▶ **Available data**:
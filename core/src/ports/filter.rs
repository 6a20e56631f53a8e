//! Packet filter port (interface).

use std::path::Path;

use crate::error::Result;

/// Port for driving the live packet filter.
///
/// This is the privileged boundary: implementations decide whether the
/// process may change filter state, nothing else in the crate does.
pub trait PacketFilterPort: Send + Sync {
    /// Fail with `PermissionDenied` when this process cannot change the filter.
    ///
    /// Callers check this before touching anchors or the main configuration,
    /// so an unprivileged run fails before any state is written.
    fn ensure_privileged(&self) -> Result<()>;

    /// Reload the filter from the main configuration and make sure it is enabled.
    ///
    /// Must be idempotent: reloading an unchanged, already-enabled filter is not an error.
    fn reload(&self, main_conf: &Path) -> impl std::future::Future<Output = Result<()>> + Send;
}
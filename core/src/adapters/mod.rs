//! Adapters layer - External system implementations.
//!
//! This module contains implementations of the port traits defined in `ports`.
//! Each adapter handles communication with an operating system tool.

pub mod connections;
pub mod pfctl;
pub mod process;
mod utils;

// Re-export main types for convenience
pub use connections::SystemConnections;
pub use pfctl::Pfctl;
pub use process::PsProcessTable;
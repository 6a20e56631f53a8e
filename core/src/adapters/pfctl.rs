//! pf packet filter adapter driven through `pfctl`.
//!
//! This is the only place in the crate that decides about privilege. Anchor
//! files, `/etc/pf.conf` and `pfctl` itself all need root, so mutating
//! operations are refused up front when the effective uid is not root.
//! Commands are always spawned as argument vectors, never through a shell.

use std::path::{Path, PathBuf};
use std::process::{Output, Stdio};

use tokio::process::Command;

use crate::error::{Error, Result};
use crate::ports::PacketFilterPort;

#[cfg(unix)]
fn running_as_root() -> bool {
    nix::unistd::geteuid().is_root()
}

#[cfg(not(unix))]
fn running_as_root() -> bool {
    false
}

/// Build the argument vector for `program args...`.
fn argv(program: &Path, args: &[&str]) -> Vec<String> {
    let mut argv = Vec::with_capacity(args.len() + 1);
    argv.push(program.display().to_string());
    argv.extend(args.iter().map(|a| a.to_string()));
    argv
}

/// Packet filter controlled via `pfctl`.
pub struct Pfctl {
    program: PathBuf,
    privileged: bool,
}

impl Pfctl {
    /// Create a pfctl driver for the given binary, checking the effective uid.
    pub fn new(program: impl Into<PathBuf>) -> Self {
        Self::with_privilege(program, running_as_root())
    }

    pub fn with_privilege(program: impl Into<PathBuf>, privileged: bool) -> Self {
        Self {
            program: program.into(),
            privileged,
        }
    }

    async fn run(&self, args: &[&str]) -> Result<Output> {
        let argv = argv(&self.program, args);
        tracing::debug!("Running {:?}", argv);

        Command::new(&argv[0])
            .args(&argv[1..])
            .stdin(Stdio::null())
            .stdout(Stdio::piped())
            .stderr(Stdio::piped())
            .output()
            .await
            .map_err(|e| Error::CommandFailed(format!("Failed to run {}: {}", argv[0], e)))
    }
}

/// Map a failed pfctl invocation to an error, keeping pfctl's message verbatim.
fn command_error(action: &str, output: &Output) -> Error {
    let stderr = String::from_utf8_lossy(&output.stderr).trim().to_string();
    let lower = stderr.to_lowercase();
    if lower.contains("permission denied") || lower.contains("operation not permitted") {
        Error::PermissionDenied(stderr)
    } else {
        Error::CommandFailed(format!("pfctl {} failed ({}): {}", action, output.status, stderr))
    }
}

/// `pfctl -e` on an enabled filter exits non-zero with this message.
fn is_already_enabled(output: &Output) -> bool {
    String::from_utf8_lossy(&output.stderr)
        .to_lowercase()
        .contains("already enabled")
}

impl PacketFilterPort for Pfctl {
    fn ensure_privileged(&self) -> Result<()> {
        if self.privileged {
            Ok(())
        } else {
            Err(Error::PermissionDenied(
                "changing pf rules requires root; re-run with sudo".to_string(),
            ))
        }
    }

    /// Executes: `pfctl -f <main_conf>` then `pfctl -e`
    async fn reload(&self, main_conf: &Path) -> Result<()> {
        if !cfg!(target_os = "macos") {
            return Err(Error::UnsupportedPlatform(format!(
                "pf is only managed on macOS, not {}",
                std::env::consts::OS
            )));
        }

        let conf = main_conf.to_string_lossy();
        let output = self.run(&["-f", conf.as_ref()]).await?;
        if !output.status.success() {
            return Err(command_error("-f", &output));
        }

        let output = self.run(&["-e"]).await?;
        if !output.status.success() {
            if is_already_enabled(&output) {
                tracing::debug!("pf already enabled");
            } else {
                return Err(command_error("-e", &output));
            }
        }

        tracing::info!("Reloaded pf from {}", main_conf.display());
        Ok(())
    }
}
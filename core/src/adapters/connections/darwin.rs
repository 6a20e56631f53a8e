//! macOS connection table implementation using lsof.

use std::collections::HashSet;
use std::process::{Output, Stdio};

use tokio::process::Command;

use crate::adapters::utils::Utils;
use crate::domain::Connection;
use crate::error::{Error, Result};

use super::ConnectionSource;

/// macOS-specific connection table using lsof.
pub struct DarwinConnections;

impl DarwinConnections {
    /// Create a new macOS connection table.
    pub fn new() -> Self {
        Self
    }

    /// Parse lsof output into connections.
    ///
    /// Expected lsof output format:
    /// ```text
    /// COMMAND          PID  USER   FD   TYPE             DEVICE SIZE/OFF NODE NAME
    /// Google\x20Chrome 501  user   23u  IPv4 0x3d8015e195af1f3f      0t0  TCP 192.168.1.5:52344->142.250.72.46:443 (ESTABLISHED)
    /// ```
    pub(crate) fn parse_lsof_output(&self, output: &str) -> Vec<Connection> {
        let mut connections = Vec::new();
        let mut seen: HashSet<(u32, u16)> = HashSet::new();

        // Skip header line
        for line in output.lines().skip(1) {
            if line.is_empty() {
                continue;
            }

            // Parse lsof columns: COMMAND PID USER FD TYPE DEVICE SIZE/OFF NODE NAME
            let components: Vec<&str> = line.split_whitespace().collect();
            if components.len() < 9 {
                continue;
            }

            let process_name = Utils::unescape_command(components[0]);

            let pid: u32 = match components[1].parse() {
                Ok(p) => p,
                Err(_) => continue,
            };

            // Search backwards for the NAME column; skip device ids and offsets
            let name = (8..components.len())
                .rev()
                .map(|i| components[i])
                .find(|c| c.contains(':') && !c.starts_with("0x") && !c.starts_with("0t"));
            let Some(name) = name else {
                continue;
            };

            let (local_address, local_port) = match Utils::parse_local_endpoint(name) {
                Some(endpoint) => endpoint,
                None => continue,
            };

            if !seen.insert((pid, local_port)) {
                continue;
            }

            connections.push(Connection {
                pid,
                process_name,
                local_address,
                local_port,
            });
        }

        connections
    }
}

/// Decide whether an lsof run produced a usable table.
///
/// lsof exits 1 with no output when nothing matches, and also exits 1 after
/// printing only warnings. Any other message on stderr is a failure.
fn check_lsof_status(output: &Output) -> Result<()> {
    if output.status.success() {
        return Ok(());
    }

    let stderr = String::from_utf8_lossy(&output.stderr);
    let errors: Vec<&str> = stderr
        .lines()
        .map(str::trim)
        .filter(|l| !l.is_empty() && !l.starts_with("lsof: WARNING"))
        .collect();
    if errors.is_empty() {
        if !stderr.trim().is_empty() {
            tracing::debug!("lsof warnings: {}", stderr.trim());
        }
        return Ok(());
    }

    Err(Error::CommandFailed(format!(
        "lsof failed ({}): {}",
        output.status,
        errors.join("; ")
    )))
}

impl Default for DarwinConnections {
    fn default() -> Self {
        Self::new()
    }
}

impl ConnectionSource for DarwinConnections {
    /// List established TCP connections using lsof.
    ///
    /// Executes: `lsof -iTCP -sTCP:ESTABLISHED -P -n +c 0`
    ///
    /// Flags explained:
    /// - -iTCP: Show only TCP sockets
    /// - -sTCP:ESTABLISHED: Show only established connections
    /// - -P: Show port numbers (don't resolve to service names)
    /// - -n: Show IP addresses (don't resolve to hostnames)
    /// - +c 0: Show full command name (unlimited length)
    async fn established(&self) -> Result<Vec<Connection>> {
        let output = Command::new("/usr/sbin/lsof")
            .args(["-iTCP", "-sTCP:ESTABLISHED", "-P", "-n", "+c", "0"])
            .stdout(Stdio::piped())
            .stderr(Stdio::piped())
            .output()
            .await
            .map_err(|e| Error::CommandFailed(format!("Failed to run lsof: {}", e)))?;
        check_lsof_status(&output)?;

        let stdout = String::from_utf8(output.stdout)
            .map_err(|e| Error::ParseError(format!("Invalid UTF-8 in lsof output: {}", e)))?;

        Ok(self.parse_lsof_output(&stdout))
    }
}
//! Export command - write all active rules into one file.

use std::path::Path;

use anyhow::Result;
use netcut_core::SystemEngine;

use super::print_json;

pub async fn run(engine: &SystemEngine, file: &Path, json: bool) -> Result<()> {
    let count = engine.export(file).await?;
    if json {
        return print_json(&serde_json::json!({ "file": file, "exported": count }));
    }
    println!("Exported {} anchor(s) to {}", count, file.display());
    Ok(())
}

▶ **Work item**: Line by line, check the data above for the word "implementations" and state how many lines contain it. Give only the number.

▶ **Answer box**: 3